Task prompt: Output the data in full. Keep every entry exactly as written.

Input data:
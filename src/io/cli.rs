//! Command-line interface for generating maze images

use crate::io::commands::MazeCommand;
use crate::io::configuration::{DEFAULT_OUTPUT, GLYPH_FONT_PATH, MASK_SUFFIX, TEXT_FONT_PATH};
use crate::io::error::{Result, invalid_parameter};
use crate::io::export::{numbered_path, save_png, with_stem_suffix};
use crate::io::progress::ProgressManager;
use crate::seeding::{FontHandle, FontLibrary};
use clap::Parser;
use rand::{SeedableRng, rngs::StdRng};
use std::path::PathBuf;
use std::time::Instant;

#[derive(Parser, Debug)]
#[command(name = "shapemaze")]
#[command(
    author,
    version,
    about = "Generate mazes, optionally carved around text, an emoji or a heart"
)]
/// Command-line arguments for the maze generator
pub struct Cli {
    /// Random seed for reproducible mazes (random when omitted)
    #[arg(short, long)]
    pub seed: Option<u64>,

    /// Output PNG path
    #[arg(short, long, default_value = DEFAULT_OUTPUT)]
    pub output: PathBuf,

    /// Number of mazes to generate
    #[arg(short = 'n', long, default_value_t = 1)]
    pub count: usize,

    /// Also write the open-floor mask next to each image
    #[arg(short, long)]
    pub mask: bool,

    /// Suppress progress and summary output
    #[arg(short, long)]
    pub quiet: bool,

    /// Font used for text mazes
    #[arg(long, default_value = TEXT_FONT_PATH)]
    pub text_font: PathBuf,

    /// Font used for emoji mazes
    #[arg(long, default_value = GLYPH_FONT_PATH)]
    pub glyph_font: PathBuf,

    /// Which maze to generate
    #[command(subcommand)]
    pub command: MazeCommand,
}

impl Cli {
    /// Check if progress should be displayed
    pub const fn should_show_progress(&self) -> bool {
        !self.quiet
    }

    /// Load the fonts this command needs
    ///
    /// # Errors
    ///
    /// Returns `ResourceUnavailable` if a needed font cannot be loaded
    pub fn load_fonts(&self) -> Result<FontLibrary> {
        let text = self
            .command
            .needs_text_font()
            .then(|| FontHandle::load(&self.text_font))
            .transpose()?;
        let glyph = self
            .command
            .needs_glyph_font()
            .then(|| FontHandle::load(&self.glyph_font))
            .transpose()?;
        Ok(FontLibrary::new(text, glyph))
    }

    /// Random source for the `index`-th maze
    ///
    /// With a seed, maze `i` uses `seed + i` so every file of a batch is
    /// reproducible on its own.
    pub fn rng_for(&self, index: usize) -> StdRng {
        self.seed.map_or_else(StdRng::from_os_rng, |seed| {
            StdRng::seed_from_u64(seed.wrapping_add(index as u64))
        })
    }
}

/// Generates a batch of mazes and writes them to disk
pub struct MazeBatch {
    cli: Cli,
    fonts: FontLibrary,
    progress: ProgressManager,
}

impl MazeBatch {
    /// Validate arguments and load fonts once for the whole batch
    ///
    /// # Errors
    ///
    /// Returns an error if `count` is zero or a needed font cannot be loaded
    pub fn new(cli: Cli) -> Result<Self> {
        if cli.count == 0 {
            return Err(invalid_parameter("count", &cli.count, &"must be positive"));
        }
        let fonts = cli.load_fonts()?;
        let progress = if cli.should_show_progress() {
            ProgressManager::new(cli.count)
        } else {
            ProgressManager::hidden()
        };
        Ok(Self {
            cli,
            fonts,
            progress,
        })
    }

    /// Generate every maze in the batch, returning the paths written
    ///
    /// # Errors
    ///
    /// Returns an error if generation, rendering or export fails
    pub fn run(&mut self) -> Result<Vec<PathBuf>> {
        let mut written = Vec::with_capacity(self.cli.count * 2);

        for index in 0..self.cli.count {
            let start_time = Instant::now();
            let artifact = self.cli.command.run(&self.fonts, self.cli.rng_for(index))?;

            let image_path = numbered_path(&self.cli.output, index, self.cli.count);
            save_png(&artifact.image, &image_path)?;
            written.push(image_path.clone());

            if self.cli.mask {
                let mask_path = with_stem_suffix(&image_path, MASK_SUFFIX);
                save_png(&artifact.mask, &mask_path)?;
                written.push(mask_path);
            }

            if !self.cli.quiet {
                tracing::info!(
                    "{} ({} passages, {:.1?}): {}",
                    image_path.display(),
                    artifact.summary.passages,
                    start_time.elapsed(),
                    artifact.alt_text
                );
            }
            self.progress
                .complete_one(&image_path.display().to_string());
        }

        self.progress.finish();
        Ok(written)
    }
}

Problem solution:
filename src/io/cli.rs
//! Command-line interface for generating maze images

use crate::io::commands::MazeCommand;
use crate::io::configuration::{DEFAULT_OUTPUT, GLYPH_FONT_PATH, MASK_SUFFIX, TEXT_FONT_PATH};
use crate::io::error::{Result, invalid_parameter};
use crate::io::export::{numbered_path, save_png, with_stem_suffix};
use crate::io::progress::ProgressManager;
use crate::seeding::{FontHandle, FontLibrary};
use clap::Parser;
use rand::{SeedableRng, rngs::StdRng};
use std::path::PathBuf;
use std::time::Instant;

#[derive(Parser, Debug)]
#[command(name = "shapemaze")]
#[command(
    author,
    version,
    about = "Generate mazes, optionally carved around text, an emoji or a heart"
)]
/// Command-line arguments for the maze generator
pub struct Cli {
    /// Random seed for reproducible mazes (random when omitted)
    #[arg(short, long)]
    pub seed: Option<u64>,

    /// Output PNG path
    #[arg(short, long, default_value = DEFAULT_OUTPUT)]
    pub output: PathBuf,

    /// Number of mazes to generate
    #[arg(short = 'n', long, default_value_t = 1)]
    pub count: usize,

    /// Also write the open-floor mask next to each image
    #[arg(short, long)]
    pub mask: bool,

    /// Suppress progress and summary output
    #[arg(short, long)]
    pub quiet: bool,

    /// Font used for text mazes
    #[arg(long, default_value = TEXT_FONT_PATH)]
    pub text_font: PathBuf,

    /// Font used for emoji mazes
    #[arg(long, default_value = GLYPH_FONT_PATH)]
    pub glyph_font: PathBuf,

    /// Which maze to generate
    #[command(subcommand)]
    pub command: MazeCommand,
}

impl Cli {
    /// Check if progress should be displayed
    pub const fn should_show_progress(&self) -> bool {
        !self.quiet
    }

    /// Load the fonts this command needs
    ///
    /// # Errors
    ///
    /// Returns `ResourceUnavailable` if a needed font cannot be loaded
    pub fn load_fonts(&self) -> Result<FontLibrary> {
        let text = self
            .command
            .needs_text_font()
            .then(|| FontHandle::load(&self.text_font))
            .transpose()?;
        let glyph = self
            .command
            .needs_glyph_font()
            .then(|| FontHandle::load(&self.glyph_font))
            .transpose()?;
        Ok(FontLibrary::new(text, glyph))
    }

    /// Random source for the `index`-th maze
    ///
    /// With a seed, maze `i` uses `seed + i` so every file of a batch is
    /// reproducible on its own.
    pub fn rng_for(&self, index: usize) -> StdRng {
        self.seed.map_or_else(StdRng::from_os_rng, |seed| {
            StdRng::seed_from_u64(seed.wrapping_add(index as u64))
        })
    }
}

/// Generates a batch of mazes and writes them to disk
pub struct MazeBatch {
    cli: Cli,
    fonts: FontLibrary,
    progress: ProgressManager,
}

impl MazeBatch {
    /// Validate arguments and load fonts once for the whole batch
    ///
    /// # Errors
    ///
    /// Returns an error if `count` is zero or a needed font cannot be loaded
    pub fn new(cli: Cli) -> Result<Self> {
        if cli.count == 0 {
            return Err(invalid_parameter("count", &cli.count, &"must be positive"));
        }
        let fonts = cli.load_fonts()?;
        let progress = if cli.should_show_progress() {
            ProgressManager::new(cli.count)
        } else {
            ProgressManager::hidden()
        };
        Ok(Self {
            cli,
            fonts,
            progress,
        })
    }

    /// Generate every maze in the batch, returning the paths written
    ///
    /// # Errors
    ///
    /// Returns an error if generation, rendering or export fails
    pub fn run(&mut self) -> Result<Vec<PathBuf>> {
        let mut written = Vec::with_capacity(self.cli.count * 2);

        for index in 0..self.cli.count {
            let start_time = Instant::now();
            let artifact = self.cli.command.run(&self.fonts, self.cli.rng_for(index))?;

            let image_path = numbered_path(&self.cli.output, index, self.cli.count);
            save_png(&artifact.image, &image_path)?;
            written.push(image_path.clone());

            if self.cli.mask {
                let mask_path = with_stem_suffix(&image_path, MASK_SUFFIX);
                save_png(&artifact.mask, &mask_path)?;
                written.push(mask_path);
            }

            if !self.cli.quiet {
                tracing::info!(
                    "{} ({} passages, {:.1?}): {}",
                    image_path.display(),
                    artifact.summary.passages,
                    start_time.elapsed(),
                    artifact.alt_text
                );
            }
            self.progress
                .complete_one(&image_path.display().to_string());
        }

        self.progress.finish();
        Ok(written)
    }
}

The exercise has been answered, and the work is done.